- UK single B-side label

Song by Tears for Fears
- A-side: "Advice for the Young at Heart"
- Released: 19 February 1990 (B-side)
- Genre: Sampledelia; hip hop;
- Length: 4:17; 4:19 (instrumental);
- Label: Fontana
- Songwriter: Roland Orzabal
- Producers: Tears for Fears; Dave Bascombe;

= Johnny Panic and the Bible of Dreams (song) =

1991 single by Tears for Fears

"Johnny Panic and the Bible of Dreams" is a song by the English band Tears for Fears, originally appearing as the B-side to their 1990 single "Advice for the Young at Heart" before being remixed by the techno producer/DJ band Fluke and released as a single in its own right in 1991. The remix was later included on the band's B-side compilation album Saturnine Martial & Lunatic.

It became a number-one hit on the UK Dance Chart, while reaching number 70 on the UK Singles Chart. Although still a Tears for Fears track, the Fluke remix single was credited only as "Johnny Panic and the Bible of Dreams". The cover of the single features a still photo of Keir Dullea as David Bowman from the movie 2001: A Space Odyssey.

== Background ==

The B-side for "Advice for the Young at Heart" from the Seeds of Love album. The title was stolen from a book of the same name by Sylvia Plath.

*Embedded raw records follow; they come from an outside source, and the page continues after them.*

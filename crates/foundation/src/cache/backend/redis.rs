//! Networked cache backend
//!
//! Talks to a Redis-protocol-compatible server over the blocking client.
//! Entries are stored as JSON string values with a server-side `EX` expiry,
//! namespaced under a key prefix so `clear` only touches our own keys.
//!
//! All timeouts are bounded at open time; an unreachable server costs one
//! bounded connection attempt during chain construction and can never stall
//! the request path afterward.

use super::CacheBackend;
use crate::cache::types::CacheEntry;
use crate::error::{Error, Result};
use redis::Commands;
use std::sync::{Mutex, MutexGuard};
use std::time::Duration;

const KEY_PREFIX: &str = "murmur:cache:";

/// Redis-backed cache store
pub struct RedisBackend {
    conn: Mutex<redis::Connection>,
}

impl std::fmt::Debug for RedisBackend {
    fn fmt(&self, f: &mut std::fmt::Formatter<'_>) -> std::fmt::Result {
        f.debug_struct("RedisBackend").finish_non_exhaustive()
    }
}

impl RedisBackend {
    /// Connect to the server at `url` with bounded connect/read/write
    /// timeouts. Failure here moves the fallback chain along; it is never
    /// surfaced to cache callers.
    pub fn open(url: &str, timeout: Duration) -> Result<Self> {
        let client = redis::Client::open(url)
            .map_err(|e| Error::backend_unavailable("redis", format!("bad url: {}", e)))?;

        let conn = client
            .get_connection_with_timeout(timeout)
            .map_err(|e| Error::backend_unavailable("redis", format!("connect failed: {}", e)))?;

        conn.set_read_timeout(Some(timeout))
            .map_err(|e| Error::backend_unavailable("redis", format!("set timeout: {}", e)))?;
        conn.set_write_timeout(Some(timeout))
            .map_err(|e| Error::backend_unavailable("redis", format!("set timeout: {}", e)))?;

        Ok(Self {
            conn: Mutex::new(conn),
        })
    }

    fn lock(&self) -> Result<MutexGuard<'_, redis::Connection>> {
        self.conn
            .lock()
            .map_err(|_| Error::backend_op("redis", "mutex poisoned"))
    }

    fn namespaced(key: &str) -> String {
        format!("{}{}", KEY_PREFIX, key)
    }
}

impl CacheBackend for RedisBackend {
    fn name(&self) -> &'static str {
        "redis"
    }

    fn get(&self, key: &str) -> Result<Option<CacheEntry>> {
        let mut conn = self.lock()?;
        let raw: Option<String> = conn.get(Self::namespaced(key))?;

        match raw {
            Some(payload) => {
                let entry = serde_json::from_str(&payload)
                    .map_err(|e| Error::Serialization(format!("bad cache value: {}", e)))?;
                Ok(Some(entry))
            }
            None => Ok(None),
        }
    }

    fn set(&self, key: &str, entry: &CacheEntry, ttl: Duration) -> Result<()> {
        let payload = serde_json::to_string(entry)?;
        // A zero expiry is an error on the server; floor at one second.
        let expiry_secs = ttl.as_secs().max(1);

        let mut conn = self.lock()?;
        conn.set_ex::<_, _, ()>(Self::namespaced(key), payload, expiry_secs)?;
        Ok(())
    }

    fn delete(&self, key: &str) -> Result<()> {
        let mut conn = self.lock()?;
        conn.del::<_, ()>(Self::namespaced(key))?;
        Ok(())
    }

    fn clear(&self) -> Result<()> {
        let mut conn = self.lock()?;

        // Collect before deleting: SCAN borrows the connection.
        let pattern = format!("{}*", KEY_PREFIX);
        let keys: Vec<String> = conn
            .scan_match::<_, String>(&pattern)?
            .collect();

        if !keys.is_empty() {
            conn.del::<_, ()>(keys)?;
        }
        Ok(())
    }
}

At the time, I was curious to hear the verse of "Sowing the Seeds [of Love]" sung as a rap and it was this combined with a Talking Heads-style chorus sung over the chord structure of "Shout" that gave rise to the track. Due largely to the use of a rather fashionable (at the time) drumloop, the track received a fair bit of play in dance clubs where it caught the attention of a young band called Fluke who consequently remixed it into a much higher state. The remix was then released anonymously as a single in its own right and got to number 1 in the British dance chart.
— Roland Orzabal (Saturnine Martial and Lunatic booklet)

The song is named after "Johnny Panic and the Bible of Dreams", a short story by Sylvia Plath that was posthumously published in 1977 in a collection of the same name.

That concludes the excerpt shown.